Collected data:
______________________________
//! Backend sub-client — start server-side trading activity.

use crate::client::TradeDeskClient;
use crate::domain::backend::ActivationResponse;
use crate::error::{SdkError, SessionError};

pub struct Backend<'a> {
    pub(crate) client: &'a TradeDeskClient,
}

impl<'a> Backend<'a> {
    /// Issue one activation request. Never retried.
    ///
    /// A well-formed body without a true `success` flag is
    /// [`SessionError::ActivationRejected`].
    pub async fn start(&self) -> Result<ActivationResponse, SdkError> {
        let body = self.client.http.start_backend().await?;
        let resp = ActivationResponse::from(body);
        if !resp.success {
            return Err(SessionError::ActivationRejected.into());
        }
        Ok(resp)
    }
}
//! View domain — the three data views reachable after login.

#[cfg(feature = "http")]
pub mod client;
pub mod state;

use serde::{Deserialize, Serialize};
use serde_json::Value;
use std::fmt;
use std::str::FromStr;

use crate::error::SessionError;
use crate::network::{ORDERBOOK_PATH, PROFILE_PATH, TRADEBOOK_PATH};

/// A dashboard tab backed by one read endpoint.
#[derive(
    Debug, Clone, Copy, Default, PartialEq, Eq, Hash, PartialOrd, Ord, Serialize, Deserialize,
)]
#[serde(rename_all = "lowercase")]
pub enum View {
    #[default]
    OrderBook,
    TradeBook,
    Profile,
}

impl View {
    /// Tab order.
    pub const ALL: [View; 3] = [View::OrderBook, View::TradeBook, View::Profile];

    /// Endpoint name, also the tab value (`"orderbook"`, ...).
    pub fn as_str(&self) -> &'static str {
        match self {
            Self::OrderBook => "orderbook",
            Self::TradeBook => "tradebook",
            Self::Profile => "profile",
        }
    }

    pub fn path(&self) -> &'static str {
        match self {
            Self::OrderBook => ORDERBOOK_PATH,
            Self::TradeBook => TRADEBOOK_PATH,
            Self::Profile => PROFILE_PATH,
        }
    }

    /// Tab label.
    pub fn title(&self) -> &'static str {
        match self {
            Self::OrderBook => "Order Book",
            Self::TradeBook => "Trade Book",
            Self::Profile => "Profile",
        }
    }

    /// What the view shows before its first successful fetch.
    pub fn empty_payload(&self) -> Value {
        match self {
            Self::OrderBook | Self::TradeBook => Value::Array(Vec::new()),
            Self::Profile => Value::Object(serde_json::Map::new()),
        }
    }

    pub(crate) fn index(&self) -> usize {
        match self {
            Self::OrderBook => 0,
            Self::TradeBook => 1,
            Self::Profile => 2,
        }
    }
}

impl fmt::Display for View {
    fn fmt(&self, f: &mut fmt::Formatter<'_>) -> fmt::Result {
        write!(f, "{}", self.as_str())
    }
}

impl FromStr for View {
    type Err = SessionError;

    fn from_str(s: &str) -> Result<Self, Self::Err> {
        View::ALL
            .into_iter()
            .find(|view| view.as_str() == s)
            .ok_or_else(|| SessionError::UnknownView(s.to_string()))
    }
}

#[cfg(test)]
mod tests {
    use super::*;

    #[test]
    fn test_paths_match_endpoint_names() {
        for view in View::ALL {
            assert_eq!(view.path(), format!("/api/{}", view.as_str()));
        }
    }

    #[test]
    fn test_view_parse() {
        assert_eq!("tradebook".parse::<View>().unwrap(), View::TradeBook);
        assert!(matches!(
            "positions".parse::<View>(),
            Err(SessionError::UnknownView(v)) if v == "positions"
        ));
    }

    #[test]
    fn test_view_serde() {
        let v: View = serde_json::from_str("\"orderbook\"").unwrap();
        assert_eq!(v, View::OrderBook);
        assert_eq!(serde_json::to_string(&View::Profile).unwrap(), "\"profile\"");
    }

    #[test]
    fn test_empty_payloads() {
        assert_eq!(View::OrderBook.empty_payload(), serde_json::json!([]));
        assert_eq!(View::TradeBook.empty_payload(), serde_json::json!([]));
        assert_eq!(View::Profile.empty_payload(), serde_json::json!({}));
    }

    #[test]
    fn test_default_tab_is_orderbook() {
        assert_eq!(View::default(), View::OrderBook);
    }
}
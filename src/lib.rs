//! # TradeDesk SDK
//!
//! A Rust client for the TradeDesk trading backend supporting both native and WASM targets.
//!
//! ## Architecture
//!
//! The SDK is organized in layers:
//!
//! 1. **Core** — Views, data buckets, errors, boundary constants (always available, WASM-safe)
//! 2. **Auth** — Login credential record and wire types
//! 3. **HTTP API** — `TradeDeskHttp`, one method per backend endpoint
//! 4. **High-Level Client** — `TradeDeskClient` with nested sub-clients
//! 5. **Controllers** — the login form controller and the session data orchestrator,
//!    reporting to the presentation layer through an [`controller::EventSink`]
//!
//! ## Quick Start
//!
//! ```rust,ignore
//! use tradedesk::prelude::*;
//!
//! let client = TradeDeskClient::builder()
//!     .base_url("http://localhost:8000")
//!     .build()?;
//!
//! let (sink, mut events) = ChannelSink::new();
//! let mut login = AuthController::new(client, sink);
//! login.update_field(CredentialField::Totp, "123456");
//! // ...
//! let session = match login.submit().await {
//!     Submission::Authenticated(auth) => auth.into_session(),
//!     Submission::Editing { controller, .. } => return retry(controller),
//! };
//! session.activate().await?;
//! session.select_tab(View::OrderBook).await?;
//! ```

// ── Layer 1: Core ────────────────────────────────────────────────────────────

/// Shared helpers for reading backend response envelopes.
pub mod shared;

/// Views and the client-held data buckets.
pub mod domain;

/// Unified SDK error types.
pub mod error;

/// Network URL and endpoint constants.
pub mod network;

// ── Layer 2: Auth ────────────────────────────────────────────────────────────

/// Authentication: credential record, login wire types.
pub mod auth;

// ── Layer 3: HTTP API ────────────────────────────────────────────────────────

/// HTTP client with retry policies.
#[cfg(feature = "http")]
pub mod http;

// ── Layer 4: High-Level Client ───────────────────────────────────────────────

/// `TradeDeskClient` — the primary entry point.
#[cfg(feature = "http")]
pub mod client;

// ── Layer 5: Controllers ─────────────────────────────────────────────────────

/// Login controller, session orchestrator and UI events.
pub mod controller;

// ── Prelude ──────────────────────────────────────────────────────────────────

pub mod prelude {
    // Domain types
    pub use crate::domain::{ActivationState, Buckets, DataBucket, View};

    // Errors
    pub use crate::error::{AuthError, ErrorKind, HttpError, SdkError, SessionError};

    // Network
    pub use crate::network::DEFAULT_API_URL;

    // Auth types
    pub use crate::auth::{CredentialField, Credentials, LoginResponse};

    // UI events
    pub use crate::controller::events::{
        ChannelSink, EventSink, Notification, NullSink, Route, Severity, UiEvent,
    };

    // HTTP client + sub-clients
    #[cfg(feature = "http")]
    pub use crate::client::{
        AuthClient, BackendClient, ClientConfig, TradeDeskClient, TradeDeskClientBuilder,
        ViewClient,
    };
    #[cfg(feature = "http")]
    pub use crate::http::retry::{RetryConfig, RetryPolicy};

    // Controllers
    #[cfg(feature = "http")]
    pub use crate::controller::auth::{AuthController, Authenticated, Submission};
    #[cfg(feature = "http")]
    pub use crate::controller::session::{SessionOrchestrator, SessionSnapshot};
}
______________________________
■ What you will do:
Above are some records; copy exactly the lines from the one with "## Quick Start" through the one with "pub mod auth;", both included, and no others.

■ Written answer:
//! ## Quick Start
//!
//! ```rust,ignore
//! use tradedesk::prelude::*;
//!
//! let client = TradeDeskClient::builder()
//!     .base_url("http://localhost:8000")
//!     .build()?;
//!
//! let (sink, mut events) = ChannelSink::new();
//! let mut login = AuthController::new(client, sink);
//! login.update_field(CredentialField::Totp, "123456");
//! // ...
//! let session = match login.submit().await {
//!     Submission::Authenticated(auth) => auth.into_session(),
//!     Submission::Editing { controller, .. } => return retry(controller),
//! };
//! session.activate().await?;
//! session.select_tab(View::OrderBook).await?;
//! ```

// ── Layer 1: Core ────────────────────────────────────────────────────────────

/// Shared helpers for reading backend response envelopes.
pub mod shared;

/// Views and the client-held data buckets.
pub mod domain;

/// Unified SDK error types.
pub mod error;

/// Network URL and endpoint constants.
pub mod network;

// ── Layer 2: Auth ────────────────────────────────────────────────────────────

/// Authentication: credential record, login wire types.
pub mod auth;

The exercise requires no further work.